California’s controversial AB5 law came into effect on January 1, to fierce opposition from industry. The law codifies the California Supreme Court’s Dynamex test for classifying workers as employees, rather than independent contractors. Last week, Uber and Postmates filed a suit to challenge the law, arguing that the state legislature’s decision to exempt certain industries is essentially irrational. Late last year, Uber, Lyft, and Postmates also announced that they would be sponsoring a ballot proposition to repeal the law. AB5 was introduced with the intention of protecting gig workers performing contract work for app-based companies like Uber. But freelance workers in other industries have expressed concerns about the new rule. Many fear that employers will prefer to lay off workers rather than provide the unemployment insurance, workers compensation, and minimum wage owed to employees under AB5.
More than 20,000 American railroad workers have been laid off in the last year.
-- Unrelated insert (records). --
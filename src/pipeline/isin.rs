//! ISIN shape and check-digit validation (ISO 6166).
//!
//! An ISIN is two country letters, nine alphanumerics and one check digit.
//! The check digit is a Luhn checksum over the code with every letter
//! expanded to its two-digit value (`A` = 10 … `Z` = 35).

/// OCR confusions inside an ISIN: the letter read and the digit printed.
const LETTER_DIGIT: [(u8, u8); 5] = [(b'O', b'0'), (b'I', b'1'), (b'L', b'1'), (b'S', b'5'), (b'B', b'8')];

/// National-code variants tried at most; beyond this the token is left alone.
const MAX_AMBIGUOUS: usize = 4;

/// True when `s` has the ISIN shape (2 letters, 9 alphanumerics, 1 digit).
///
/// Only uppercase ASCII is accepted; raw OCR tokens go through
/// [`isin_shape_of`] instead.
pub fn has_isin_shape(s: &str) -> bool {
    let b = s.as_bytes();
    b.len() == 12
        && b[..2].iter().all(u8::is_ascii_uppercase)
        && b[2..11]
            .iter()
            .all(|c| c.is_ascii_uppercase() || c.is_ascii_digit())
        && b[11].is_ascii_digit()
}

/// True when `s` is shaped like an ISIN and its check digit is correct.
pub fn is_valid_isin(s: &str) -> bool {
    has_isin_shape(s) && luhn_ok(s)
}

/// Uppercase an OCR token and fix the positions whose class is fixed: the
/// country code must be letters and the check position a digit.
///
/// Returns the candidate when it then has the ISIN shape. Tokens with fewer
/// than two digits never qualify, so twelve-letter words are not read as
/// codes.
pub fn isin_shape_of(tok: &str) -> Option<String> {
    if tok.len() != 12 || tok.bytes().filter(u8::is_ascii_digit).count() < 2 {
        return None;
    }
    let mut b = tok.to_ascii_uppercase().into_bytes();
    for c in &mut b[..2] {
        if let Some(&(letter, _)) = LETTER_DIGIT.iter().find(|(_, d)| d == c) {
            *c = letter;
        }
    }
    if let Some(&(_, digit)) = LETTER_DIGIT.iter().find(|(l, _)| *l == b[11]) {
        b[11] = digit;
    }
    let candidate = String::from_utf8(b).ok()?;
    has_isin_shape(&candidate).then_some(candidate)
}

/// Resolve an OCR token to a checksum-valid ISIN.
///
/// A token that validates after [`isin_shape_of`] is returned as is.
/// Otherwise `O`, `I` and `L` in the national code are tried as the digits
/// they resemble, and a repair is accepted only when exactly one variant
/// passes the check digit. Printed digits are never changed.
pub fn repair_isin(tok: &str) -> Option<String> {
    let candidate = isin_shape_of(tok)?;
    if luhn_ok(&candidate) {
        return Some(candidate);
    }

    let bytes = candidate.as_bytes();
    let ambiguous: Vec<(usize, u8)> = (2..11)
        .filter(|&i| matches!(bytes[i], b'O' | b'I' | b'L'))
        .filter_map(|i| {
            LETTER_DIGIT
                .iter()
                .find(|(l, _)| *l == bytes[i])
                .map(|&(_, d)| (i, d))
        })
        .collect();
    if ambiguous.is_empty() || ambiguous.len() > MAX_AMBIGUOUS {
        return None;
    }

    let mut found = None;
    for mask in 1u32..(1 << ambiguous.len()) {
        let mut variant = bytes.to_vec();
        for (bit, &(i, digit)) in ambiguous.iter().enumerate() {
            if mask & (1 << bit) != 0 {
                variant[i] = digit;
            }
        }
        let variant = String::from_utf8(variant).ok()?;
        if luhn_ok(&variant) {
            if found.is_some() {
                return None;
            }
            found = Some(variant);
        }
    }
    found
}

fn luhn_ok(s: &str) -> bool {
    let mut digits: Vec<u32> = Vec::with_capacity(24);
    for c in s.chars() {
        match c.to_digit(36) {
            Some(v) if v >= 10 => {
                digits.push(v / 10);
                digits.push(v % 10);
            }
            Some(v) => digits.push(v),
            None => return false,
        }
    }

    let sum: u32 = digits
        .iter()
        .rev()
        .enumerate()
        .map(|(i, &d)| {
            if i % 2 == 1 {
                let doubled = d * 2;
                if doubled > 9 {
                    doubled - 9
                } else {
                    doubled
                }
            } else {
                d
            }
        })
        .sum();
    sum % 10 == 0
}

#[cfg(test)]
mod tests {
    use super::*;

    const VALID: &[&str] = &[
        "US0378331005",
        "US5949181045",
        "DE0005140008",
        "CH0012032048",
        "GB0002634946",
        "IE00B4L5Y983",
        "US912828U816",
        "XS2314659447",
        "LU0274208692",
        "DE000BAY0017",
        "US88160R1014",
    ];

    #[test]
    fn accepts_known_isins() {
        for isin in VALID {
            assert!(is_valid_isin(isin), "{isin} should be valid");
        }
    }

    #[test]
    fn rejects_every_single_digit_mutation() {
        for isin in VALID {
            for (pos, ch) in isin.char_indices() {
                let Some(orig) = ch.to_digit(10) else {
                    continue;
                };
                for d in 0..10u32 {
                    if d == orig {
                        continue;
                    }
                    let mut mutated = isin.to_string();
                    let repl = char::from_digit(d, 10).unwrap();
                    mutated.replace_range(pos..pos + 1, &repl.to_string());
                    assert!(
                        !is_valid_isin(&mutated),
                        "{mutated} (from {isin}) should fail the checksum"
                    );
                }
            }
        }
    }

    #[test]
    fn shape_checks() {
        assert!(has_isin_shape("US0378331005"));
        assert!(!has_isin_shape("us0378331005"));
        assert!(!has_isin_shape("US037833100"));
        assert!(!has_isin_shape("US037833100X"));
        assert!(!has_isin_shape("1S0378331005"));
        assert!(!is_valid_isin("US0378331006"));
    }

    #[test]
    fn repairs_common_ocr_confusions() {
        let fixed = |s: &str| repair_isin(s);
        assert_eq!(fixed("us0378331005").as_deref(), Some("US0378331005"));
        assert_eq!(fixed("US037833100S").as_deref(), Some("US0378331005"));
        assert_eq!(fixed("U50378331005").as_deref(), Some("US0378331005"));
        assert_eq!(fixed("US03783310O5").as_deref(), Some("US0378331005"));
        assert_eq!(fixed("US5949181O45").as_deref(), Some("US5949181045"));
        // letters that belong to the code stay
        assert_eq!(fixed("IE00B4L5Y983").as_deref(), Some("IE00B4L5Y983"));
    }

    #[test]
    fn repair_never_rewrites_printed_digits() {
        assert_eq!(repair_isin("US0378331006"), None);
        assert_eq!(repair_isin("DE0007236102"), None);
    }

    #[test]
    fn words_are_not_isin_candidates() {
        assert_eq!(isin_shape_of("Technologies"), None);
        assert_eq!(isin_shape_of("International"), None);
        assert_eq!(isin_shape_of("US0378331005").as_deref(), Some("US0378331005"));
    }
}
According to the Washington Post, trade tariffs introduced by President Trump have reduced demand for freight rail, and transportation companies have cut costs to remain profitable. The result has been a 10% drop in rail employment—the largest drop since the 2009 recession—accompanied by increased automation.
New York State has eliminated the tipped minimum wage for “miscellaneous” tipped workers—but leaves the subminimum wage intact for the hospitality industry. By the end of this year, roughly 70,000 tipped workers including car wash employees, nail technicians, and valets, will see their wage increase to be on par with nontipped minimum wage ($15 per hour in New York City, $11.10 elsewhere in the state). In a statement announcing the change, Governor Andrew Cuomo did not address the 250,000 or so waiters, bartenders, and bussers who comprise the largest group of tipped employees in the state.
Last week, the Philadelphia Inquirer wrote about how a Google spreadsheet was the most powerful tool for local labor organizers in 2019. In May of last year, a group of anonymous museum workers began sharing their salaries and benefits, together with information about their education, race, and background, on a public Google spreadsheet. Soon, workers in other industries began to create spreadsheets of their own: Philadelphia baristas, public interest attorneys, and journalists created anonymous pay spreadsheets, with baristas in other cities soon following suit. The data in the baristas’ spreadsheet prompted coffee shop workers across the city to join together to improve working conditions, and has led to a unionizing drive in at least one café.